Comedian Marsha Warfield weighed in on Patti LaBelle’s recent disclosure that Luther Vandross was gay and the black community’s tried-and-true embrace of “Don’t ask, don’t tell.”
The actress, best known for her stint as the stink-faced, no-nonsense bailiff on the ’80s sitcom Night Court, posted a note on Facebook on Saturday saying that when she came out to her own mother, her mom said that she knew, but then requested that her daughter not come out publicly until she was in the ground.
When I told my mother I was gay, she said she knew, and had known all my life.
Then, she asked me not to come out publicly while she was alive.
I agreed, even though the request and her admission were hurtful in ways I couldn’t put my finger on then, and probably haven’t completely worked through now.
But, everybody who knew me, knew I was gay.
The people I didn’t tell knew anyway, and tacitly agreed to pretend that the unacknowledged had been acknowledged and accepted.
Like I’m sure is true for millions of other glass door closeted people.
When I went to bars, which was frequently, I never tried to hide who I was.
So, it was an open secret.
Had I never come out publicly, many, many people would have known.
It would not then have ever really been a betrayal of trust to “spill the beans.”
Because it wasn’t a secret, it was an uncomfortably kept promise to my mother.
But, it was also not the only reason I didn’t come out swinging when she passed.
The fear of the judgment of strangers and their holier-than-thou “shoulds” was at least as big of a burden to bear.
But the “shoulds” that “should” matter don’t.
Nobody should have to hide their sexuality.
No parent should ask their child to.
There should be no shame in being gay.
And, I ain’t mad at Patti LaBelle.
I’m mad at the people who are.
Last week, LaBelle said on Andy Cohen’s Watch What Happens Live that Vandross didn’t come out in deference to his mother and his female fans.

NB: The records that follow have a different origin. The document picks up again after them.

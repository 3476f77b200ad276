use std::fs;
use std::io::{self, Write};
use std::path::{Path, PathBuf};

use engine_logging::engine_debug;
use tempfile::NamedTempFile;
use thiserror::Error;

#[derive(Debug, Error)]
pub enum PersistError {
    #[error("storage directory missing or not writable: {0}")]
    StorageDir(String),
    #[error("io error: {0}")]
    Io(#[from] io::Error),
    #[error("corrupt store document {path:?}: {message}")]
    Corrupt { path: PathBuf, message: String },
    #[error("serialization error: {0}")]
    Serialize(String),
}

/// Creates `dir` (and parents) unless it already exists as a directory.
pub fn ensure_dir(dir: &Path) -> Result<(), PersistError> {
    match fs::metadata(dir) {
        Ok(meta) if meta.is_dir() => Ok(()),
        Ok(_) => Err(PersistError::StorageDir(format!(
            "{} is not a directory",
            dir.display()
        ))),
        Err(err) if err.kind() == io::ErrorKind::NotFound => {
            engine_debug!("Creating storage directory {:?}", dir);
            fs::create_dir_all(dir).map_err(|e| PersistError::StorageDir(e.to_string()))
        }
        Err(err) => Err(PersistError::StorageDir(err.to_string())),
    }
}

/// Replaces files inside one directory atomically: content goes to a sibling
/// temp file which is synced and then renamed over the target. Readers see
/// the old file or the new one, never a mix.
#[derive(Debug, Clone)]
pub struct AtomicFileWriter {
    dir: PathBuf,
}

impl AtomicFileWriter {
    pub fn new(dir: PathBuf) -> Self {
        Self { dir }
    }

    pub fn dir(&self) -> &Path {
        &self.dir
    }

    pub fn write(&self, filename: &str, content: &[u8]) -> Result<PathBuf, PersistError> {
        ensure_dir(&self.dir)?;

        let mut staged = NamedTempFile::new_in(&self.dir)?;
        staged.write_all(content)?;
        staged.as_file_mut().sync_all()?;

        let target = self.dir.join(filename);
        staged
            .persist(&target)
            .map_err(|err| PersistError::Io(err.error))?;
        Ok(target)
    }
}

Celebrities such as Wendy Williams and others condemned Miss Patti because she supposedly “outed” Vandross, and the debate spilled onto social media. But in my eyes, LaBelle’s words were tempered with love and obvious affection for her “best, best friend.” She said that being closeted was “hard for him.”
As Warfield writes: “Nobody should have to hide their sexuality. No parent should ask their child to. There should be no shame in being gay. And, I ain’t mad at Patti LaBelle. I’m mad at the people who are.”
Warfield is touching on that classic truth: that black people hate when dirty laundry is aired in public. The military doesn’t have shit on us when it comes to “Don’t ask, don’t tell.” We know, but we act like we don’t know.
We know that the “passa” likes to rub on women’s legs in the congregation, but we smile in his wife’s face. We know that the well-dressed organist at the church has a male roommate, but walk around like, “If they didn’t say it, it’s not true.”
It is our shame, our deep and abiding disdain for public ridicule, that is sometimes so strong that we would ask our grown children to sacrifice their truth so that we feel more comfortable. This is a form of emotional dishonesty and mendacity. And the thing about dirty laundry is that it begins to fester in the dark and stink up the place.
We need to reckon with that. Like Warfield said, the real shame is that gay people have to play this game for other people’s comfort.